Find each line below that includes "Debug", then copy it.

**** STUDY MATERIAL

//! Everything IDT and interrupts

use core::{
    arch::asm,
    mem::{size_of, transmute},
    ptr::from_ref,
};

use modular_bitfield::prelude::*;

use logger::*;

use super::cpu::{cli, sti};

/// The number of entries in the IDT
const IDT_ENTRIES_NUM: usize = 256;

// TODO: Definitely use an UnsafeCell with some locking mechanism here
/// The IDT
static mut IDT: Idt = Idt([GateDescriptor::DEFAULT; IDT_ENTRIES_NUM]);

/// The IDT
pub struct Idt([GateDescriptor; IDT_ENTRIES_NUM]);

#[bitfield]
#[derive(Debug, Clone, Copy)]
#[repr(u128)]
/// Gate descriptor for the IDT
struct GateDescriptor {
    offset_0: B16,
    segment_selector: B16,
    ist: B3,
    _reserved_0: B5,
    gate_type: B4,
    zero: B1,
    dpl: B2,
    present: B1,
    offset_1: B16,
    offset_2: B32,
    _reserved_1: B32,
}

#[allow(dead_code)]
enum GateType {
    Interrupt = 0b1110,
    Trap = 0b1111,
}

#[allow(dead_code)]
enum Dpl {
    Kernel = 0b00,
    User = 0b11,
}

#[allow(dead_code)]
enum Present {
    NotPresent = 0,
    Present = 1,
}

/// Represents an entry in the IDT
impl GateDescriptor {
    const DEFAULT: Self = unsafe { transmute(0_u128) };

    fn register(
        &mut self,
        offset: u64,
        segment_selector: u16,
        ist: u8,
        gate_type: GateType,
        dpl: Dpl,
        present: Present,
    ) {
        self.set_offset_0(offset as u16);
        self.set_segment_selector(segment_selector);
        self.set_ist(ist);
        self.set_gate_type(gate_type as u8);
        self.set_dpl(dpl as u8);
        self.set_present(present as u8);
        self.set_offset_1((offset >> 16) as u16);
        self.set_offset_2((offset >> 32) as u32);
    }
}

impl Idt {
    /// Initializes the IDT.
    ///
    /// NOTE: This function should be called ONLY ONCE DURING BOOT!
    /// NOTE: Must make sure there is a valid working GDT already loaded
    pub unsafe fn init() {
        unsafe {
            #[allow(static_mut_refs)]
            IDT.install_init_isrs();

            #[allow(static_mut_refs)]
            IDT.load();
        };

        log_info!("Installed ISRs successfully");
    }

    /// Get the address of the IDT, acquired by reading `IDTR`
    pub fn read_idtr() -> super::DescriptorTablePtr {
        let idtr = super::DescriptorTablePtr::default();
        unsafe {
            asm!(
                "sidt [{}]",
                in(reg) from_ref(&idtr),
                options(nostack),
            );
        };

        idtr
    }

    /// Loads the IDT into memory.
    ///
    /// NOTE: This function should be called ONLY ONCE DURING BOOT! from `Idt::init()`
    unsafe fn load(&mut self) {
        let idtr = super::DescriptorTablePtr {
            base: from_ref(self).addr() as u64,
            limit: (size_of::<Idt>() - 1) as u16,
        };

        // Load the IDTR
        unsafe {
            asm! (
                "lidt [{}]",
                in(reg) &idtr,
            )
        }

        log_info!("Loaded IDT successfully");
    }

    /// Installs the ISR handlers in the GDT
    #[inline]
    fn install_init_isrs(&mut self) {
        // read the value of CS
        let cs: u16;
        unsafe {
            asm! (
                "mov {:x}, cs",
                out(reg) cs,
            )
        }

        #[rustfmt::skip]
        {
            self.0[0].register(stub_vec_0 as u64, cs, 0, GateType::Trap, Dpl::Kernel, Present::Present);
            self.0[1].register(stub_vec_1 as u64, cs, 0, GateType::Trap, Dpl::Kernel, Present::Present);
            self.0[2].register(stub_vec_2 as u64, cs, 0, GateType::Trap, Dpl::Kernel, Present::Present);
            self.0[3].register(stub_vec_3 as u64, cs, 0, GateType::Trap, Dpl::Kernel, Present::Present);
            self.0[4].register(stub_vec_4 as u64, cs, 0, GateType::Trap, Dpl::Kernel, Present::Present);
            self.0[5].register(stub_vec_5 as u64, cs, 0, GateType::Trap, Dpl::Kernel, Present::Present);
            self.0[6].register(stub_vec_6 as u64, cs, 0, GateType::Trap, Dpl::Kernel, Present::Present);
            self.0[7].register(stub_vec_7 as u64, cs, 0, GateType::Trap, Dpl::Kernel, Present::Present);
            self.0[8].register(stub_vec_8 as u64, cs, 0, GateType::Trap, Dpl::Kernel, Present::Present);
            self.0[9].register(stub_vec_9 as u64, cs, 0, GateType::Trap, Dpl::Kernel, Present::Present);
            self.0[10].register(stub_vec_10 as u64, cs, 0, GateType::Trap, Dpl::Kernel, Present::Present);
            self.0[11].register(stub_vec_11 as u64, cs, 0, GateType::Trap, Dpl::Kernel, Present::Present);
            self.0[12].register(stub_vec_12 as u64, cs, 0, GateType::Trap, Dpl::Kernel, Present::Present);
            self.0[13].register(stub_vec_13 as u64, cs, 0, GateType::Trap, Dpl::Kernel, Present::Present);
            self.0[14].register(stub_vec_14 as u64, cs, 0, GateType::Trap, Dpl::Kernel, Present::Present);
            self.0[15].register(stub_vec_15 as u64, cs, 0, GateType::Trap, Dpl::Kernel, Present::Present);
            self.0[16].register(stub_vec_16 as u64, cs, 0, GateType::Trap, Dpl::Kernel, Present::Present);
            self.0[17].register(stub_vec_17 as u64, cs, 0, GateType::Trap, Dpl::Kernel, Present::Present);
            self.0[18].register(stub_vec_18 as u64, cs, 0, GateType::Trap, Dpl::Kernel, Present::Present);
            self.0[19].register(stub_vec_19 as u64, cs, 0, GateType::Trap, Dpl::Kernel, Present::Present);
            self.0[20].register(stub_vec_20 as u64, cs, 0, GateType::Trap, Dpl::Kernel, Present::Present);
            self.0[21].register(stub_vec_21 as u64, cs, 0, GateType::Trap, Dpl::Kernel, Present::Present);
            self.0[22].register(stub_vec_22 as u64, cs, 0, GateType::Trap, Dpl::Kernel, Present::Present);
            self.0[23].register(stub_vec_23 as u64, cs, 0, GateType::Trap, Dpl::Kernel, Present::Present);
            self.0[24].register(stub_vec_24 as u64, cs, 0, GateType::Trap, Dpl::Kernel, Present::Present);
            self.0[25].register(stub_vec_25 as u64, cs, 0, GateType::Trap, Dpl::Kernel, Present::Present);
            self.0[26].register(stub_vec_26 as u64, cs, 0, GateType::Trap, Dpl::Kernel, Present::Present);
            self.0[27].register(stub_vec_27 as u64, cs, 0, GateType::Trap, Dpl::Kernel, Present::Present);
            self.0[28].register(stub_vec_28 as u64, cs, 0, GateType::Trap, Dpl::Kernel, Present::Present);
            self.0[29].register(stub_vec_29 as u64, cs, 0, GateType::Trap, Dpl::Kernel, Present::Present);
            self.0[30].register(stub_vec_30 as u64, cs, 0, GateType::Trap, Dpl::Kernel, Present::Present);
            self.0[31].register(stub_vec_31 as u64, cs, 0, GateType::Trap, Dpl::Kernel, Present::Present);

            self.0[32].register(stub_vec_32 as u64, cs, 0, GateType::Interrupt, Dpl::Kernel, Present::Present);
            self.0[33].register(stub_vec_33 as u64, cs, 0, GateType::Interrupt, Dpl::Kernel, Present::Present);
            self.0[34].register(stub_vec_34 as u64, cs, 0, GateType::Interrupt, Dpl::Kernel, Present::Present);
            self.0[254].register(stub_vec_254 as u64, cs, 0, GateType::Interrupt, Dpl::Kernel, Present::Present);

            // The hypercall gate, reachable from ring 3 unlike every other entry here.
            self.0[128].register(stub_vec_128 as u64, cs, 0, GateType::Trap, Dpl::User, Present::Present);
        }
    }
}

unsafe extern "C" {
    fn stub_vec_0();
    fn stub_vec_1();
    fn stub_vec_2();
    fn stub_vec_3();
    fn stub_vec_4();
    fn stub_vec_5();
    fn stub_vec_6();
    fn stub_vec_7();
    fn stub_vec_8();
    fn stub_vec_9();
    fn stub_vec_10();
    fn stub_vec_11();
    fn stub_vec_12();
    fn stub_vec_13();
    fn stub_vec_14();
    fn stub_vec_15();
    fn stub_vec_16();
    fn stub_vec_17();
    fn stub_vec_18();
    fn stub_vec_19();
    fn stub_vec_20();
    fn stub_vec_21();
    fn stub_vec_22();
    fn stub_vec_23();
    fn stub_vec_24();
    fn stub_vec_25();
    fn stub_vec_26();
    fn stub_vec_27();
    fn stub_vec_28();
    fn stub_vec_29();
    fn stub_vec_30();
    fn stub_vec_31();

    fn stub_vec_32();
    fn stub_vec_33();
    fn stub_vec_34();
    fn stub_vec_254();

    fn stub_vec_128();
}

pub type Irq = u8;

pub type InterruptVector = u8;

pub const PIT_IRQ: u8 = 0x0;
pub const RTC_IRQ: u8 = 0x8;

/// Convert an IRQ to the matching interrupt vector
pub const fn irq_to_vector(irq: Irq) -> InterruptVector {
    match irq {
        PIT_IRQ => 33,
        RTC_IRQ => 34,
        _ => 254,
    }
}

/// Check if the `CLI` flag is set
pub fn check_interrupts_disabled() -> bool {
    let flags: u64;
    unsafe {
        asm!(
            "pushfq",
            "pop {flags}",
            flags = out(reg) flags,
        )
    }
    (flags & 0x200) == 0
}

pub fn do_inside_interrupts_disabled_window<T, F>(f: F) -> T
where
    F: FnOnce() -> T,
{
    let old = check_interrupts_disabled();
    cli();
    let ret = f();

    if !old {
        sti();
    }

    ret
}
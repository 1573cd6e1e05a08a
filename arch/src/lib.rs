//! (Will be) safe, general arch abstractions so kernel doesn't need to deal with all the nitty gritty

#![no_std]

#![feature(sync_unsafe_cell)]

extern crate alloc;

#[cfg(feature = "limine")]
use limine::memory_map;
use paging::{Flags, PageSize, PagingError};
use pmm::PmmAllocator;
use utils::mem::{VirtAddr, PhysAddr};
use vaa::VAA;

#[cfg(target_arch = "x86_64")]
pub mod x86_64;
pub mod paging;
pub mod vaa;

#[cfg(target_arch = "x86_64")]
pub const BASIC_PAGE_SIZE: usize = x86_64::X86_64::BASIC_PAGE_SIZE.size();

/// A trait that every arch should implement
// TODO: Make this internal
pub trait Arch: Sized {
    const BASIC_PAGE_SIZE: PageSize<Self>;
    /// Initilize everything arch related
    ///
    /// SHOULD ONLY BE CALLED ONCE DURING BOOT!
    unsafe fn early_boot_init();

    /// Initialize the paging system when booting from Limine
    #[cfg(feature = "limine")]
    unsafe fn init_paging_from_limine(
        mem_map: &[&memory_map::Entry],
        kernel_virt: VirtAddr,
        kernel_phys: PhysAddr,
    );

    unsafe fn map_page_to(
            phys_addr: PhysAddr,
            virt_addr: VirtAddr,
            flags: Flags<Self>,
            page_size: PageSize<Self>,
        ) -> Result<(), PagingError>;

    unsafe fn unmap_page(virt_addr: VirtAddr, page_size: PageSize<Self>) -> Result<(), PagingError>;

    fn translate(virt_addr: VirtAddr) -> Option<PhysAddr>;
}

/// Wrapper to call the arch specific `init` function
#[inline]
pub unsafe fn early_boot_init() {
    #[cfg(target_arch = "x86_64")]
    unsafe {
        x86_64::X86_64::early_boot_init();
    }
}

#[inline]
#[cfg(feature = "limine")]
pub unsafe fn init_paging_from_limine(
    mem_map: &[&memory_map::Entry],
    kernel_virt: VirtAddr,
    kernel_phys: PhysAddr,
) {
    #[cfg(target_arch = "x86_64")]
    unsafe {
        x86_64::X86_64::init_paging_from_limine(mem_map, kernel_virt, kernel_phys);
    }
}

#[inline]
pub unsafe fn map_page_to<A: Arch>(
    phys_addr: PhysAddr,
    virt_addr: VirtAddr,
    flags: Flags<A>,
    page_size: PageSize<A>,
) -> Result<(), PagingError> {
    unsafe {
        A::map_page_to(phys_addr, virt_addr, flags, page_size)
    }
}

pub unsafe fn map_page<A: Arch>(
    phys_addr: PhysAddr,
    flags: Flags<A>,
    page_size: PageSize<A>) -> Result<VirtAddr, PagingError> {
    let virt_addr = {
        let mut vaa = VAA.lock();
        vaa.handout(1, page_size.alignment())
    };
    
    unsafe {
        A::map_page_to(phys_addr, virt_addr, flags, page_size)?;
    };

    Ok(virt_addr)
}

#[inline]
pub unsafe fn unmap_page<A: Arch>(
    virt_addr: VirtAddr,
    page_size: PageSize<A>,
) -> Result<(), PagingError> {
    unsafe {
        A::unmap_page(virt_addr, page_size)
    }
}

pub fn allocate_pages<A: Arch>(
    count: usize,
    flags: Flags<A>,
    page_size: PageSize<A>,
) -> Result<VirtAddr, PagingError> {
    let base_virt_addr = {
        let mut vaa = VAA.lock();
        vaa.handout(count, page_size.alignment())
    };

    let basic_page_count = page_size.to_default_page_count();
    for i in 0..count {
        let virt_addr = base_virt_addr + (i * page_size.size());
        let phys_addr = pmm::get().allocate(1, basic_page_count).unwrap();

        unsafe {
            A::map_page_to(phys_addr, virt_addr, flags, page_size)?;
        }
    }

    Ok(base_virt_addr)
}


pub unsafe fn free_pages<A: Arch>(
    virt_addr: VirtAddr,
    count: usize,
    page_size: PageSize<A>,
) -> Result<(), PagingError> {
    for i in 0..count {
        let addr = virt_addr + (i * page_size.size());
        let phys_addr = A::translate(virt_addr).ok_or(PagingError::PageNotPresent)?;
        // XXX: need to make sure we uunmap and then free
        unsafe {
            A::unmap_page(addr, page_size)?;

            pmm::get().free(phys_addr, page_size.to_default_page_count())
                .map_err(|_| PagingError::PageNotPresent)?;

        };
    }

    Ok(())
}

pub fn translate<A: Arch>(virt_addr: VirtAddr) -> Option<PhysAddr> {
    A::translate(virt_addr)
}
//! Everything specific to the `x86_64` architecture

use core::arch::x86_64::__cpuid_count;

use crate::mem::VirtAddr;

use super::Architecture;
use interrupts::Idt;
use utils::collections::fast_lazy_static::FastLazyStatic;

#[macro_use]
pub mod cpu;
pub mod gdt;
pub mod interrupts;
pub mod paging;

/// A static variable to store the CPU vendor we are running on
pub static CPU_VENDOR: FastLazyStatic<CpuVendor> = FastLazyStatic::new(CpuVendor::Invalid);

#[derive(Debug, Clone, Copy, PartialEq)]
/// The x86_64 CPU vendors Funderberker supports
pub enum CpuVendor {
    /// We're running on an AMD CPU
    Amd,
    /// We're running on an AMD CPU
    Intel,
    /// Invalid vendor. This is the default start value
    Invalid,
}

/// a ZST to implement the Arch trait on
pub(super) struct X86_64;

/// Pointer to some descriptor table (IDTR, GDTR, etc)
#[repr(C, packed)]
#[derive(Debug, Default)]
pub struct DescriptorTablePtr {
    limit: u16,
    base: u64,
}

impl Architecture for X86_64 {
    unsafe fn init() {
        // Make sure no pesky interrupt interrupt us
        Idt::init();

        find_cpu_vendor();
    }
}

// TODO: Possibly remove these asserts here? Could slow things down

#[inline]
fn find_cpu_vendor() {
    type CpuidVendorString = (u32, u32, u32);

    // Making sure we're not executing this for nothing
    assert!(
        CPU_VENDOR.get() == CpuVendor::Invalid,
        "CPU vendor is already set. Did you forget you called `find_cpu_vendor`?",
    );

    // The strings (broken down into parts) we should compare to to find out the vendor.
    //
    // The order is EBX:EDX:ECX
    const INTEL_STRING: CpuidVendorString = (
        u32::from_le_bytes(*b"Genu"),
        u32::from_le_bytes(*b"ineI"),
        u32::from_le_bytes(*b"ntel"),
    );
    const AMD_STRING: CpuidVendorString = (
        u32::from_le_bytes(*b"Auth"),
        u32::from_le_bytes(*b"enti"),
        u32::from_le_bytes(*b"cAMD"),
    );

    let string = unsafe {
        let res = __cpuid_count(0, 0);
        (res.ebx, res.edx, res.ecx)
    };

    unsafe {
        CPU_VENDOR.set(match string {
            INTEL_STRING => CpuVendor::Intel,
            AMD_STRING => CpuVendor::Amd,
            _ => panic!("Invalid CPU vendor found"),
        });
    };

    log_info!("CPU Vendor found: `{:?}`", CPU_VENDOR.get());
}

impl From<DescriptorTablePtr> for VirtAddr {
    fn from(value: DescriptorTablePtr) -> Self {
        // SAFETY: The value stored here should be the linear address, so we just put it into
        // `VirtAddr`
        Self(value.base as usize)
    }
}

********

- **SOLUTION FOR THIS EXERCISE**:
#[derive(Debug, Clone, Copy)]
#[derive(Debug, Clone, Copy, PartialEq)]
#[derive(Debug, Default)]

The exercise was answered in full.